The jumping-out-of-airplanes thing reminds me of a time when my son was a new volunteer firefighter and we drove by one of those bungee-jumping cranes that were a fad at the time.

“You want adrenaline?” he mused. “Try walking into a burning building. It lasts longer and you’re doing something that matters.”

Anyway, fecal cohesion is something you achieve over time. You can’t just decide to go do it on an afternoon.

 

To which I would add — once more coming to Drew‘s defense as I nearly always do — getting your shit together rarely involves journals or Post-It notes or trust falls.

Not that Drew needs a lot of defending. I envy his ability to wait out Lizzie’s “Solution of the Week” barrage of good ideas, as long as they don’t begin to involve rice, old shoes, a picket fence and a station wagon.
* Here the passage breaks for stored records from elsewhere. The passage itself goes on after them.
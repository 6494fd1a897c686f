//! # Ladder Common Library
//!
//! Shared vocabulary for the Ladder CAD import tools:
//! - Linear units and the unit scale table
//! - Mesh quality presets and meshing algorithm identifiers
//! - Supported CAD file extensions
//! - Configuration loading
//! - Common error type

pub mod config;
pub mod error;
pub mod formats;
pub mod quality;
pub mod units;

pub use error::{Error, Result};
pub use formats::{is_brep_format, is_supported_extension, SUPPORTED_EXTENSIONS};
pub use quality::{MeshAlgorithm, MeshQuality, MeshSizeBounds, MESH_QUALITY_PRESETS};
pub use units::{unit_scale, LinearUnit, SourceUnit, UNIT_SCALES};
Unlike Spud, who avoids challenges, Drew picks his battles, a talent I do not possess, though, if you can’t pick your battles, it’s better to contest them all than to avoid them all.

 

Meanwhile, over in Monty, Moondog has a new girlfriend who has cleaned up his apartment, which might sound like a pretty good deal for those of us who are not organizationally inclined.

 

But it comes at a cost.

 

As does avoiding it, as noted in the Duplex.

“Guy trying to pick up girls in a bar” is right up there with desert islands and psychiatrist’s couches as a cartoon setting that promises more than it usually delivers, but two guys contemplating pathetic failure is almost always a better punchline than the ones where a supposedly clever line results in rejection.

 

Jerry Bittle often featured Geech and Weldon in that position and kept the focus on their inability to get it together rather than casting the blame on snotty women.

 

In fact, the women in Geech were as desperately unable to put a competent foot forward as the men, which seems a lot more humane and insightful than the raft of “Man Dumb, Woman Smart” cartoons flooding the market.

 

From a personal point of view, Pickles holds out the best hope that a couple can actually be together for a long time and can needle each other affectionately, rather than with barely suppressed hostility.

If you can achieve it, this should make the rest of existence easier to deal with.

The question of maintaining meaning in your life being a challenge that requires you to use Pig’s daisy patch as a refueling station, not a permanent home.

 

 

Community Comments

#1 gezorkin
March/15/2019
@ 12:41 pm

I thought this was going to be the finale today:

#2 Craig L
March/15/2019
@ 7:15 pm

I thought Pearls’ daisy patch was a poor substitute for Bloom
County’s dandelion patch, but I don’t think Pig or even Rat would do well in a confrontation with the Basselope (who is soon to get his own plush).
As for Clyde, I don’t get Gilligan’s Island as such a safe alternative to real life… you have to go through a shipwreck to get there.